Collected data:

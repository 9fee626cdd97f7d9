//! Weather conditions and attribute names

pub const DOMAIN: &str = "weather";

pub const ATTR_CONDITION_CLEAR_NIGHT: &str = "clear-night";
pub const ATTR_CONDITION_CLOUDY: &str = "cloudy";
pub const ATTR_CONDITION_EXCEPTIONAL: &str = "exceptional";
pub const ATTR_CONDITION_FOG: &str = "fog";
pub const ATTR_CONDITION_HAIL: &str = "hail";
pub const ATTR_CONDITION_LIGHTNING: &str = "lightning";
pub const ATTR_CONDITION_LIGHTNING_RAINY: &str = "lightning-rainy";
pub const ATTR_CONDITION_PARTLYCLOUDY: &str = "partlycloudy";
pub const ATTR_CONDITION_POURING: &str = "pouring";
pub const ATTR_CONDITION_RAINY: &str = "rainy";
pub const ATTR_CONDITION_SNOWY: &str = "snowy";
pub const ATTR_CONDITION_SNOWY_RAINY: &str = "snowy-rainy";
pub const ATTR_CONDITION_SUNNY: &str = "sunny";
pub const ATTR_CONDITION_WINDY: &str = "windy";
pub const ATTR_CONDITION_WINDY_VARIANT: &str = "windy-variant";

/// Every condition a weather entity may report
pub const CONDITIONS: [&str; 15] = [
    ATTR_CONDITION_CLEAR_NIGHT,
    ATTR_CONDITION_CLOUDY,
    ATTR_CONDITION_EXCEPTIONAL,
    ATTR_CONDITION_FOG,
    ATTR_CONDITION_HAIL,
    ATTR_CONDITION_LIGHTNING,
    ATTR_CONDITION_LIGHTNING_RAINY,
    ATTR_CONDITION_PARTLYCLOUDY,
    ATTR_CONDITION_POURING,
    ATTR_CONDITION_RAINY,
    ATTR_CONDITION_SNOWY,
    ATTR_CONDITION_SNOWY_RAINY,
    ATTR_CONDITION_SUNNY,
    ATTR_CONDITION_WINDY,
    ATTR_CONDITION_WINDY_VARIANT,
];

pub fn is_valid_condition(condition: &str) -> bool {
    CONDITIONS.iter().any(|c| *c == condition)
}

// Entity state attributes
pub const ATTR_WEATHER_TEMPERATURE: &str = "temperature";
pub const ATTR_WEATHER_TEMPERATURE_UNIT: &str = "temperature_unit";
pub const ATTR_WEATHER_HUMIDITY: &str = "humidity";
pub const ATTR_WEATHER_PRESSURE: &str = "pressure";
pub const ATTR_WEATHER_PRESSURE_UNIT: &str = "pressure_unit";
pub const ATTR_WEATHER_WIND_SPEED: &str = "wind_speed";
pub const ATTR_WEATHER_WIND_SPEED_UNIT: &str = "wind_speed_unit";
pub const ATTR_WEATHER_WIND_BEARING: &str = "wind_bearing";
pub const ATTR_WEATHER_WIND_GUST_SPEED: &str = "wind_gust_speed";
pub const ATTR_WEATHER_DEW_POINT: &str = "dew_point";
pub const ATTR_WEATHER_CLOUD_COVERAGE: &str = "cloud_coverage";
pub const ATTR_WEATHER_PRECIPITATION_UNIT: &str = "precipitation_unit";
pub const ATTR_ATTRIBUTION: &str = "attribution";
pub const ATTR_FRIENDLY_NAME: &str = "friendly_name";

// Forecast item keys. `native_*` values are in the source's units and are
// converted to the plain key when presented.
pub const ATTR_FORECAST_CONDITION: &str = "condition";
pub const ATTR_FORECAST_TIME: &str = "datetime";
pub const ATTR_FORECAST_NATIVE_TEMP: &str = "native_temperature";
pub const ATTR_FORECAST_NATIVE_TEMP_LOW: &str = "native_templow";
pub const ATTR_FORECAST_NATIVE_PRECIPITATION: &str = "native_precipitation";
pub const ATTR_FORECAST_PRECIPITATION_PROBABILITY: &str = "precipitation_probability";
pub const ATTR_FORECAST_NATIVE_PRESSURE: &str = "native_pressure";
pub const ATTR_FORECAST_NATIVE_DEW_POINT: &str = "native_dew_point";
pub const ATTR_FORECAST_NATIVE_WIND_SPEED: &str = "native_wind_speed";
pub const ATTR_FORECAST_NATIVE_WIND_GUST_SPEED: &str = "native_wind_gust_speed";
pub const ATTR_FORECAST_WIND_BEARING: &str = "wind_bearing";
pub const ATTR_FORECAST_HUMIDITY: &str = "humidity";
pub const ATTR_FORECAST_CLOUD_COVERAGE: &str = "cloud_coverage";
pub const ATTR_FORECAST_UV_INDEX: &str = "uv_index";

pub const ATTR_FORECAST_TEMP: &str = "temperature";
pub const ATTR_FORECAST_TEMP_LOW: &str = "templow";
pub const ATTR_FORECAST_PRECIPITATION: &str = "precipitation";
pub const ATTR_FORECAST_PRESSURE: &str = "pressure";
pub const ATTR_FORECAST_DEW_POINT: &str = "dew_point";
pub const ATTR_FORECAST_WIND_SPEED: &str = "wind_speed";
pub const ATTR_FORECAST_WIND_GUST_SPEED: &str = "wind_gust_speed";

#[cfg(test)]
mod tests {
    use super::*;

    #[test]
    fn test_valid_conditions() {
        assert!(is_valid_condition("sunny"));
        assert!(is_valid_condition("clear-night"));
        assert!(!is_valid_condition("clearsky_day"));
        assert!(!is_valid_condition("Sunny"));
    }
}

Activity
Put down all the data once more, exactly as it appears above.

Completed exercise
repository 9fee626cdd97f7d9
//! Weather conditions and attribute names

pub const DOMAIN: &str = "weather";

pub const ATTR_CONDITION_CLEAR_NIGHT: &str = "clear-night";
pub const ATTR_CONDITION_CLOUDY: &str = "cloudy";
pub const ATTR_CONDITION_EXCEPTIONAL: &str = "exceptional";
pub const ATTR_CONDITION_FOG: &str = "fog";
pub const ATTR_CONDITION_HAIL: &str = "hail";
pub const ATTR_CONDITION_LIGHTNING: &str = "lightning";
pub const ATTR_CONDITION_LIGHTNING_RAINY: &str = "lightning-rainy";
pub const ATTR_CONDITION_PARTLYCLOUDY: &str = "partlycloudy";
pub const ATTR_CONDITION_POURING: &str = "pouring";
pub const ATTR_CONDITION_RAINY: &str = "rainy";
pub const ATTR_CONDITION_SNOWY: &str = "snowy";
pub const ATTR_CONDITION_SNOWY_RAINY: &str = "snowy-rainy";
pub const ATTR_CONDITION_SUNNY: &str = "sunny";
pub const ATTR_CONDITION_WINDY: &str = "windy";
pub const ATTR_CONDITION_WINDY_VARIANT: &str = "windy-variant";

/// Every condition a weather entity may report
pub const CONDITIONS: [&str; 15] = [
    ATTR_CONDITION_CLEAR_NIGHT,
    ATTR_CONDITION_CLOUDY,
    ATTR_CONDITION_EXCEPTIONAL,
    ATTR_CONDITION_FOG,
    ATTR_CONDITION_HAIL,
    ATTR_CONDITION_LIGHTNING,
    ATTR_CONDITION_LIGHTNING_RAINY,
    ATTR_CONDITION_PARTLYCLOUDY,
    ATTR_CONDITION_POURING,
    ATTR_CONDITION_RAINY,
    ATTR_CONDITION_SNOWY,
    ATTR_CONDITION_SNOWY_RAINY,
    ATTR_CONDITION_SUNNY,
    ATTR_CONDITION_WINDY,
    ATTR_CONDITION_WINDY_VARIANT,
];

pub fn is_valid_condition(condition: &str) -> bool {
    CONDITIONS.iter().any(|c| *c == condition)
}

// Entity state attributes
pub const ATTR_WEATHER_TEMPERATURE: &str = "temperature";
pub const ATTR_WEATHER_TEMPERATURE_UNIT: &str = "temperature_unit";
pub const ATTR_WEATHER_HUMIDITY: &str = "humidity";
pub const ATTR_WEATHER_PRESSURE: &str = "pressure";
pub const ATTR_WEATHER_PRESSURE_UNIT: &str = "pressure_unit";
pub const ATTR_WEATHER_WIND_SPEED: &str = "wind_speed";
pub const ATTR_WEATHER_WIND_SPEED_UNIT: &str = "wind_speed_unit";
pub const ATTR_WEATHER_WIND_BEARING: &str = "wind_bearing";
pub const ATTR_WEATHER_WIND_GUST_SPEED: &str = "wind_gust_speed";
pub const ATTR_WEATHER_DEW_POINT: &str = "dew_point";
pub const ATTR_WEATHER_CLOUD_COVERAGE: &str = "cloud_coverage";
pub const ATTR_WEATHER_PRECIPITATION_UNIT: &str = "precipitation_unit";
pub const ATTR_ATTRIBUTION: &str = "attribution";
pub const ATTR_FRIENDLY_NAME: &str = "friendly_name";

// Forecast item keys. `native_*` values are in the source's units and are
// converted to the plain key when presented.
pub const ATTR_FORECAST_CONDITION: &str = "condition";
pub const ATTR_FORECAST_TIME: &str = "datetime";
pub const ATTR_FORECAST_NATIVE_TEMP: &str = "native_temperature";
pub const ATTR_FORECAST_NATIVE_TEMP_LOW: &str = "native_templow";
pub const ATTR_FORECAST_NATIVE_PRECIPITATION: &str = "native_precipitation";
pub const ATTR_FORECAST_PRECIPITATION_PROBABILITY: &str = "precipitation_probability";
pub const ATTR_FORECAST_NATIVE_PRESSURE: &str = "native_pressure";
pub const ATTR_FORECAST_NATIVE_DEW_POINT: &str = "native_dew_point";
pub const ATTR_FORECAST_NATIVE_WIND_SPEED: &str = "native_wind_speed";
pub const ATTR_FORECAST_NATIVE_WIND_GUST_SPEED: &str = "native_wind_gust_speed";
pub const ATTR_FORECAST_WIND_BEARING: &str = "wind_bearing";
pub const ATTR_FORECAST_HUMIDITY: &str = "humidity";
pub const ATTR_FORECAST_CLOUD_COVERAGE: &str = "cloud_coverage";
pub const ATTR_FORECAST_UV_INDEX: &str = "uv_index";

pub const ATTR_FORECAST_TEMP: &str = "temperature";
pub const ATTR_FORECAST_TEMP_LOW: &str = "templow";
pub const ATTR_FORECAST_PRECIPITATION: &str = "precipitation";
pub const ATTR_FORECAST_PRESSURE: &str = "pressure";
pub const ATTR_FORECAST_DEW_POINT: &str = "dew_point";
pub const ATTR_FORECAST_WIND_SPEED: &str = "wind_speed";
pub const ATTR_FORECAST_WIND_GUST_SPEED: &str = "wind_gust_speed";

#[cfg(test)]
mod tests {
    use super::*;

    #[test]
    fn test_valid_conditions() {
        assert!(is_valid_condition("sunny"));
        assert!(is_valid_condition("clear-night"));
        assert!(!is_valid_condition("clearsky_day"));
        assert!(!is_valid_condition("Sunny"));
    }
}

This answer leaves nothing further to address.